Принцу понравились все картины Франца, и он обратил внимание на мое сходство с „Венерой Ватерлоо“ — махараджа перевел взгляд с картины на меня, и мне показалось, что ему это понравилось еще больше. Он прекрасно отозвался о Синтии Герберт и, как мне показалось, искренне сожалел о ее смерти. Могу лишь предположить, что ему уже сообщили о судьбе девяти камней. Мысли о них вызывают у меня смущение, Барбара, ведь я почти убеждена, что смерть Синтии Герберт и убийства в Лондоне каким-то образом связаны, хотя с моей стороны, наверное, ужасно глупо верить в то, что пишут газеты.

Я вновь почувствовала, что махараджа с интересом изучает мои формы, словно я сама его к этому пригласила, не прикрыв каждый дюйм своей плоти, как это делают женщины из гарема. Я не дрогнула, но неловкое молчание дало мне возможность подумать о роскоши его внешнего вида, ведь его руки, пояс и тюрбан были щедро украшены самоцветами. Принц удивил меня, заметив мой собственный кулон. Он обратил внимание на его необычную форму и попросил разрешения его рассмотреть. Я неохотно расстегнула замочек — отказать принцу было бы неприлично, но все же мне не хотелось снимать кулон. Я объяснила, что в Англии есть традиция носить при себе волосы умершего человека как память о своей неувядающей любви. Когда я вложила кулон в его ладонь, то ощутила характерный запах изо рта махараджи. Меня это удивило, поскольку индусы не склонны к употреблению алкоголя. Быть может, потеря девяти бриллиантов заставила его приложиться к спиртному с самого утра?»
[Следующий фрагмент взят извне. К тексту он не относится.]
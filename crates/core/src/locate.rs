use std::collections::HashSet;
use std::ffi::OsStr;
use std::fs::{self, Metadata};
use std::path::{Path, PathBuf};
use std::sync::{
    atomic::{AtomicBool, Ordering},
    Arc,
};
use std::time::SystemTime;

use chrono::{DateTime, Utc};
use regex::Regex;
use tracing::{debug, info, warn};
use walkdir::WalkDir;

use crate::content::{ContentMatcher, FileKind};
use crate::error::LocateError;
use crate::model::{
    ContentFilter, ContentFilterKind, ContentMatch, ExcludedFile, ExclusionReason, MatchCriteria,
    MatchResult, MatchedFile,
};
use crate::owner::OwnerLookup;
use crate::patterns::NameMatcher;

/// Walks a directory and selects the files a [`MatchCriteria`] describes.
#[derive(Debug, Default)]
pub struct FileLocator {
    content: ContentMatcher,
    cancel_flag: Option<Arc<AtomicBool>>,
}

/// Compiled form of a [`MatchCriteria`], built once per run.
struct CompiledCriteria<'a> {
    criteria: &'a MatchCriteria,
    include: NameMatcher,
    exclude: NameMatcher,
    owner: Option<(Regex, OwnerLookup)>,
    content_include: Option<&'a ContentFilter>,
    content_exclude: Option<&'a ContentFilter>,
}

enum Verdict {
    Matched(MatchedFile),
    Excluded(ExclusionReason),
}

impl FileLocator {
    pub fn new(content: ContentMatcher) -> Self {
        Self {
            content,
            cancel_flag: None,
        }
    }

    pub fn with_cancel_flag(mut self, flag: Arc<AtomicBool>) -> Self {
        self.cancel_flag = Some(flag);
        self
    }

    pub fn content_matcher(&self) -> &ContentMatcher {
        &self.content
    }

    pub fn locate(&self, criteria: &MatchCriteria) -> Result<MatchResult, LocateError> {
        let compiled = compile(criteria)?;
        let root = resolve_root(&criteria.root)?;

        let mut walker = WalkDir::new(&root)
            .follow_links(criteria.follow_links)
            .min_depth(1)
            .sort_by_file_name();
        if !criteria.recursive {
            walker = walker.max_depth(1);
        }

        let mut result = MatchResult {
            root: root.clone(),
            ..MatchResult::default()
        };
        let mut seen = HashSet::new();

        for item in walker {
            if self.is_cancelled() {
                return Err(LocateError::Cancelled);
            }

            let entry = match item {
                Ok(entry) => entry,
                Err(err) => {
                    if let Some(ancestor) = err.loop_ancestor() {
                        let at = err
                            .path()
                            .map(|path| path.display().to_string())
                            .unwrap_or_default();
                        warn!(
                            "symlink loop skipped at {} (points back to {})",
                            at,
                            ancestor.display()
                        );
                    } else {
                        warn!("walk error under {}: {}", root.display(), err);
                    }
                    continue;
                }
            };

            // Links are only file candidates when followed, in which case file_type is the target's.
            if !entry.file_type().is_file() {
                continue;
            }
            if !compiled.include.is_match(entry.file_name()) {
                continue;
            }

            // Followed links are reported by target path, each target once.
            let resolved;
            let path = if criteria.follow_links {
                resolved = match fs::canonicalize(entry.path()) {
                    Ok(resolved) => resolved,
                    Err(err) => {
                        warn!("cannot resolve {}: {}", entry.path().display(), err);
                        continue;
                    }
                };
                if !seen.insert(resolved.clone()) {
                    debug!("{} already listed", resolved.display());
                    continue;
                }
                resolved.as_path()
            } else {
                entry.path()
            };

            match self.evaluate(path, entry.file_name(), &compiled) {
                Verdict::Matched(file) => result.files.push(file),
                Verdict::Excluded(reason) => {
                    debug!("excluded {}: {:?}", path.display(), reason);
                    result.excluded.push(ExcludedFile {
                        path: path.to_path_buf(),
                        reason,
                    });
                }
            }
        }

        result.excluded_count = result.excluded.len() as u64;

        let mut message = format!(
            "found {} file(s) matching '{}' under {}",
            result.files.len(),
            criteria.include_patterns.join(","),
            root.display()
        );
        if result.excluded_count > 0 {
            message.push_str(&format!(" (excluded {})", result.excluded_count));
        }
        info!("{message}");

        Ok(result)
    }

    /// Ordered checks; the cheapest run first and the first exclusion wins.
    /// `name` is the name the entry was found under, which for a followed link
    /// differs from the last component of `path`.
    fn evaluate(&self, path: &Path, name: &OsStr, compiled: &CompiledCriteria<'_>) -> Verdict {
        let criteria = compiled.criteria;

        if compiled.exclude.is_match(name) {
            return Verdict::Excluded(ExclusionReason::NamePattern);
        }

        let metadata = match fs::metadata(path) {
            Ok(metadata) => metadata,
            Err(err) => return Verdict::Excluded(unreadable("metadata", err)),
        };

        if criteria.created_after.is_some() || criteria.created_before.is_some() {
            match metadata.created() {
                Ok(created) => {
                    if !within(created, criteria.created_after, criteria.created_before) {
                        return Verdict::Excluded(ExclusionReason::CreatedOutOfRange);
                    }
                }
                Err(err) => return Verdict::Excluded(unreadable("creation time", err)),
            }
        }

        if criteria.modified_after.is_some() || criteria.modified_before.is_some() {
            match metadata.modified() {
                Ok(modified) => {
                    if !within(modified, criteria.modified_after, criteria.modified_before) {
                        return Verdict::Excluded(ExclusionReason::ModifiedOutOfRange);
                    }
                }
                Err(err) => return Verdict::Excluded(unreadable("modification time", err)),
            }
        }

        if let Some(reason) = owner_exclusion(compiled, &metadata) {
            return Verdict::Excluded(reason);
        }

        let kind = match FileKind::from_path(path) {
            FileKind::Image if !criteria.ocr_enabled => FileKind::Other,
            kind => kind,
        };
        let mut content_match = None;

        if let Some(filter) = compiled.content_include {
            let count = self.content.count_occurrences(path, filter, kind);
            if count.unreadable {
                return Verdict::Excluded(ExclusionReason::Unreadable {
                    message: "content could not be read".to_string(),
                });
            }
            if !count.matched {
                return Verdict::Excluded(ExclusionReason::ContentMissing {
                    pattern: filter.pattern.clone(),
                    occurrences: count.occurrences,
                });
            }
            content_match = Some(ContentMatch {
                filter: ContentFilterKind::Include,
                pattern: filter.pattern.clone(),
                occurrences: count.occurrences,
            });
        }

        if let Some(filter) = compiled.content_exclude {
            let count = self.content.count_occurrences(path, filter, kind);
            if count.unreadable {
                return Verdict::Excluded(ExclusionReason::Unreadable {
                    message: "content could not be read".to_string(),
                });
            }
            if count.matched {
                return Verdict::Excluded(ExclusionReason::ContentPresent {
                    pattern: filter.pattern.clone(),
                    occurrences: count.occurrences,
                });
            }
            if content_match.is_none() && count.occurrences > 0 {
                content_match = Some(ContentMatch {
                    filter: ContentFilterKind::Exclude,
                    pattern: filter.pattern.clone(),
                    occurrences: count.occurrences,
                });
            }
        }

        Verdict::Matched(MatchedFile {
            path: path.to_path_buf(),
            size_bytes: metadata.len(),
            content_match,
        })
    }

    fn is_cancelled(&self) -> bool {
        self.cancel_flag
            .as_ref()
            .is_some_and(|flag| flag.load(Ordering::Relaxed))
    }
}

/// Locates with plain-text content matching only.
pub fn locate(criteria: &MatchCriteria) -> Result<MatchResult, LocateError> {
    FileLocator::default().locate(criteria)
}

fn compile(criteria: &MatchCriteria) -> Result<CompiledCriteria<'_>, LocateError> {
    let include = NameMatcher::new(&criteria.include_patterns)?;
    if include.is_empty() {
        return Err(LocateError::invalid_pattern(
            "",
            "at least one include pattern is required",
        ));
    }
    let exclude = NameMatcher::new(&criteria.exclude_patterns)?;

    let owner = match criteria
        .owner_pattern
        .as_deref()
        .map(str::trim)
        .filter(|pattern| !pattern.is_empty())
    {
        Some(pattern) => {
            let regex =
                Regex::new(pattern).map_err(|err| LocateError::invalid_pattern(pattern, err))?;
            if !OwnerLookup::is_supported() {
                warn!("owner filtering is not supported on this platform; owner pattern ignored");
            }
            Some((regex, OwnerLookup::load()))
        }
        None => None,
    };

    Ok(CompiledCriteria {
        criteria,
        include,
        exclude,
        owner,
        content_include: active_filter(criteria.content_include.as_ref()),
        content_exclude: active_filter(criteria.content_exclude.as_ref()),
    })
}

fn active_filter(filter: Option<&ContentFilter>) -> Option<&ContentFilter> {
    filter.filter(|filter| !filter.pattern.is_empty())
}

fn resolve_root(root: &Path) -> Result<PathBuf, LocateError> {
    let resolved = fs::canonicalize(root).map_err(|err| LocateError::discovery(root, err))?;
    let metadata = fs::metadata(&resolved).map_err(|err| LocateError::discovery(root, err))?;
    if !metadata.is_dir() {
        return Err(LocateError::discovery(root, "not a directory"));
    }
    fs::read_dir(&resolved).map_err(|err| LocateError::discovery(root, err))?;
    Ok(resolved)
}

fn owner_exclusion(compiled: &CompiledCriteria<'_>, metadata: &Metadata) -> Option<ExclusionReason> {
    let (regex, lookup) = compiled.owner.as_ref()?;
    let owner = lookup.owner_of(metadata)?;
    if regex.is_match(&owner) {
        None
    } else {
        Some(ExclusionReason::Owner { owner })
    }
}

fn within(time: SystemTime, after: Option<DateTime<Utc>>, before: Option<DateTime<Utc>>) -> bool {
    let time = DateTime::<Utc>::from(time);
    if after.is_some_and(|after| time < after) {
        return false;
    }
    if before.is_some_and(|before| time > before) {
        return false;
    }
    true
}

fn unreadable(what: &str, err: std::io::Error) -> ExclusionReason {
    ExclusionReason::Unreadable {
        message: format!("{what} unavailable: {err}"),
    }
}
Сара аккуратно сложила листок и вернула его в шкатулку. Она вышла на балкон, откуда виднелись сумрачные воды реки, и уловила аромат жасмина, шорохи и вздохи темной земли внизу, увидела слабое сияние лунного света на гладкой коре деревьев. Вернувшись в свою комнату, она обнаружила, что слуги принесли ее вещи и поднос с ужином. Очевидно, сегодня вечером она уже больше не увидит своих хозяев, решила Сара, но она была им за это благодарна, сейчас ей хотелось только одного — поскорее оказаться в роскошной постели. Накрывшись одеялом, она еще успела подумать о Говинде — вернулся ли он в Бенарес из гималайского королевства Кашмир?